We performed a crossover study to determine the relative pharmacokinetic bioavailability and antidiuretic activity of desmopressin in 16 orally hydrated, healthy human subjects.

MATERIALS AND METHODS

The investigation included 5 study periods with 1 period used to establish baseline diuresis in the absence of desmopressin and the remaining 4 randomized to a single 0.6 mg. oral dose of desmopressin administered as whole, crushed or chewed tablets, or as an oral solution. Serial plasma samples were collected for 12 hours for desmopressin pharmacokinetic analysis. Pharmacodynamics were assessed by measuring changes in urine volume and osmolality from baseline. Standard bioequivalence metrics were used to compare the pharmacokinetics and pharmacodynamics of crushed and chewed tablets, and oral solution to that of swallowing whole tablets.

RESULTS

The 90% confidence interval analysis of log transformed plasma desmopressin area under the plasma concentration-time curve from time 0 to infinity and maximum plasma drug concentration showed that crushed and chewed tablet treatments were bioequivalent to swallowing whole tablets.
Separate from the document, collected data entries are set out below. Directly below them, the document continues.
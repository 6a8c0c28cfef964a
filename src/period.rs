//! Period key model.
//!
//! A period is a `(year, month)` pair. [`PeriodKey`] encodes it as `year * 100 + month`,
//! which orders exactly like the calendar and survives a round trip through JSON as a
//! plain integer.

use crate::error::{DashboardSeriesError, Result};
use crate::utils::{next_month, prev_month, validate_month, validate_year};
use chrono::{Datelike, NaiveDate};
use schemars::JsonSchema;
use serde::{Deserialize, Serialize};
use std::fmt;
use std::str::FromStr;

const MONTH_NAMES: [&str; 12] = [
    "Jan", "Feb", "Mar", "Apr", "May", "Jun", "Jul", "Aug", "Sep", "Oct", "Nov", "Dec",
];

/// Returns `year * 100 + month`. Years outside 1..=9999 are rejected.
pub fn to_key(year: i32, month: u32) -> Result<i32> {
    validate_month(month)?;
    validate_year(year)?;
    Ok(year * 100 + month as i32)
}

/// Three-letter English abbreviation for a 1-based month.
pub fn month_name(month: u32) -> Result<&'static str> {
    validate_month(month)?;
    Ok(MONTH_NAMES[(month - 1) as usize])
}

#[derive(
    Debug, Clone, Copy, PartialEq, Eq, PartialOrd, Ord, Hash, Serialize, Deserialize, JsonSchema,
)]
#[serde(try_from = "i32", into = "i32")]
pub struct PeriodKey(i32);

impl PeriodKey {
    pub fn new(year: i32, month: u32) -> Result<Self> {
        Ok(Self(to_key(year, month)?))
    }

    pub fn from_date(date: NaiveDate) -> Self {
        // chrono months are always 1..=12
        Self(date.year() * 100 + date.month() as i32)
    }

    pub fn value(self) -> i32 {
        self.0
    }

    pub fn year(self) -> i32 {
        self.0.div_euclid(100)
    }

    pub fn month(self) -> u32 {
        self.0.rem_euclid(100) as u32
    }

    pub fn next(self) -> Self {
        let (year, month) = next_month(self.year(), self.month());
        Self(year * 100 + month as i32)
    }

    pub fn prev(self) -> Self {
        let (year, month) = prev_month(self.year(), self.month());
        Self(year * 100 + month as i32)
    }

    /// Human-readable label, e.g. `"Jan 2024"`.
    pub fn label(self) -> String {
        format!("{} {}", MONTH_NAMES[(self.month() - 1) as usize], self.year())
    }
}

impl TryFrom<i32> for PeriodKey {
    type Error = DashboardSeriesError;

    fn try_from(value: i32) -> Result<Self> {
        Self::new(value.div_euclid(100), value.rem_euclid(100) as u32)
    }
}

impl From<PeriodKey> for i32 {
    fn from(key: PeriodKey) -> Self {
        key.0
    }
}

impl fmt::Display for PeriodKey {
    fn fmt(&self, f: &mut fmt::Formatter<'_>) -> fmt::Result {
        write!(f, "{:04}-{:02}", self.year(), self.month())
    }
}

/// Parses `"YYYY-MM"`.
impl FromStr for PeriodKey {
    type Err = DashboardSeriesError;

    fn from_str(s: &str) -> Result<Self> {
        let s = s.trim();
        let (year, month) = s.split_once('-').ok_or_else(|| {
            DashboardSeriesError::InvalidPeriod(format!("{}. Expected YYYY-MM", s))
        })?;

        let year: i32 = year.parse().map_err(|_| {
            DashboardSeriesError::InvalidPeriod(format!("Invalid year in period: {}", s))
        })?;
        let month: u32 = month.parse().map_err(|_| {
            DashboardSeriesError::InvalidPeriod(format!("Invalid month in period: {}", s))
        })?;

        Self::new(year, month)
    }
}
The 90% confidence interval analysis for the decrease in urine volume and increase in urine osmolality demonstrated that crushed and chewed tablets, and oral solution treatments were equivalent to whole tablet treatment in the area under curve from time 0 to the last sampling time point and maximum drug effect.

CONCLUSIONS

The results of this study imply that desmopressin administered orally as crushed or chewed tablets, or as an oral solution has the same net effect on decreasing urine volume and increasing urine osmolality as swallowing tablets whole.